Despite continued double digit YOY revenue growth, DoorDash’s valuation has dropped from a high of $80B in 2021 to $21B as investors are rotating out of richly valued pandemic winners. 

There could be big upside for DoorDash in the future though. The company is already positioning itself for the next tech wave and has acquired multiple patents for utilizing autonomous vehicles in food delivery services. 

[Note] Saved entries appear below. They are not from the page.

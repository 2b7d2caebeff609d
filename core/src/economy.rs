//! Immutable economy snapshot and the reducers that replace it.

use serde::{Deserialize, Serialize};

/// Lifecycle status of a game session.
#[derive(Clone, Copy, Debug, PartialEq, Eq, Hash, Serialize, Deserialize)]
#[serde(rename_all = "snake_case")]
pub enum GameStatus {
    /// Nothing is running yet.
    Menu,
    /// Between waves; towers may be placed.
    Preparing,
    /// A wave is in flight.
    Playing,
    /// Ticks are suspended.
    Paused,
    /// Lives ran out.
    GameOver,
    /// The final wave was cleared.
    Victory,
}

impl GameStatus {
    /// Reports whether the session ended.
    #[must_use]
    pub const fn is_finished(self) -> bool {
        matches!(self, Self::GameOver | Self::Victory)
    }

    /// Reports whether towers may be placed or upgraded.
    #[must_use]
    pub const fn accepts_construction(self) -> bool {
        matches!(self, Self::Preparing | Self::Playing)
    }
}

/// Gold, lives, score, wave index and status of a session.
///
/// The value is never mutated in place; every reducer returns a new snapshot.
#[derive(Clone, Copy, Debug, PartialEq, Eq, Hash, Serialize, Deserialize)]
pub struct GameState {
    gold: u32,
    lives: u32,
    score: u64,
    wave: u32,
    status: GameStatus,
}

impl GameState {
    /// Creates a fresh session in the preparing status at wave zero.
    #[must_use]
    pub const fn new(gold: u32, lives: u32) -> Self {
        Self {
            gold,
            lives,
            score: 0,
            wave: 0,
            status: GameStatus::Preparing,
        }
    }

    /// Gold available for spending.
    #[must_use]
    pub const fn gold(&self) -> u32 {
        self.gold
    }

    /// Lives remaining.
    #[must_use]
    pub const fn lives(&self) -> u32 {
        self.lives
    }

    /// Accumulated score.
    #[must_use]
    pub const fn score(&self) -> u64 {
        self.score
    }

    /// Index of the most recently started wave, zero before the first one.
    #[must_use]
    pub const fn wave(&self) -> u32 {
        self.wave
    }

    /// Current status.
    #[must_use]
    pub const fn status(&self) -> GameStatus {
        self.status
    }

    /// Reports whether `amount` can be spent.
    #[must_use]
    pub const fn can_afford(&self, amount: u32) -> bool {
        self.gold >= amount
    }

    /// Deducts `amount`, or returns `None` leaving the caller's snapshot intact.
    #[must_use]
    pub const fn spend_gold(self, amount: u32) -> Option<Self> {
        match self.gold.checked_sub(amount) {
            Some(gold) => Some(Self { gold, ..self }),
            None => None,
        }
    }

    /// Adds gold, saturating at `u32::MAX`.
    #[must_use]
    pub const fn add_gold(self, amount: u32) -> Self {
        Self {
            gold: self.gold.saturating_add(amount),
            ..self
        }
    }

    /// Adds score.
    #[must_use]
    pub const fn add_score(self, amount: u32) -> Self {
        Self {
            score: self.score.saturating_add(amount as u64),
            ..self
        }
    }

    /// Removes lives; reaching zero switches the status to game over.
    #[must_use]
    pub const fn lose_lives(self, amount: u32) -> Self {
        let lives = self.lives.saturating_sub(amount);
        let status = if lives == 0 {
            GameStatus::GameOver
        } else {
            self.status
        };
        Self {
            lives,
            status,
            ..self
        }
    }

    /// Replaces the status.
    #[must_use]
    pub const fn with_status(self, status: GameStatus) -> Self {
        Self { status, ..self }
    }

    /// Records that wave `wave` started.
    #[must_use]
    pub const fn advance_wave(self, wave: u32) -> Self {
        Self { wave, ..self }
    }
}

How DoorDash Broke Ahead in a Crowded Field

DoorDash beat out the competition through a go-to-market strategy that drove users to their platform and kept them loyal.

Fast-food chains

These cheap restaurants were overlooked by other delivery services as they don’t generate much in service fees per order. However, DoorDash’s partnership with national chains like McDonald’s and Taco Bell was their secret weapon. By driving users to their platform with easy access to fast food, they earned their money back through advertising local restaurants with pricier bills on their app. 

Suburbs

Companies like UberEats and GrubHub focused on expanding their reach into metropolitan areas with more restaurant choices and a market of young professionals with disposable income. 

DoorDash made the counterintuitive realization that suburban neighborhoods were a better market to target. Suburbs were underserved by merchants and platforms that enabled on-demand delivery, and suburban consumers can’t just walk to a local restaurant like city-dwellers can. Plus, suburbs are dominated by families that purchase more items per order, and therefore bring in higher service fees. 

Data

30% of DoorDash’s headquarter employees work on utilizing data collected from restaurant, dasher, and consumer interactions. They curate restaurant and menu selections for consumers and create the most efficient and highest paying routes for drivers.

Their heavy investment in data allows DoorDash to offer a user experience that can’t be beat by competitors.

Customer retention

With its frictionless platform, consumers don’t switch to other platforms. In fact, 85% of gross order volume comes from existing customers that have used DoorDash for years. 

DoorDash further capitalized on its loyal base through its DashPass subscription service that provides a stream of straight profit akin to Costco’s business model.

The Playbook

DoorDash’s success shows that you don’t need to be first-to-market to win big. 

Instead, you can find an overlooked segment of the market and focus on providing the best service possible to create a loyal consumer base.

1) Unique Positioning: When every big competitor was focused on large urban markets (e.g NYC, LA, Miami), DoorDash focussed on the suburbs, an open sea in the burgeoning delivery market.

2) A Massive Growth Lever: DoorDash generates revenue primarily from smaller restaurants with higher order volumes and increased take rates. However, it was the collaboration with fast food chains that led to a substantial increase in user adoption.

By partnering with prominent franchises, each location contributed to a surge in user adoption, which DoorDash could then promote to other restaurants. Moreover, if a franchise experienced positive results at one location, the corporate management would advocate for the platform's implementation across thousands of franchisee partners, resulting in even greater adoption.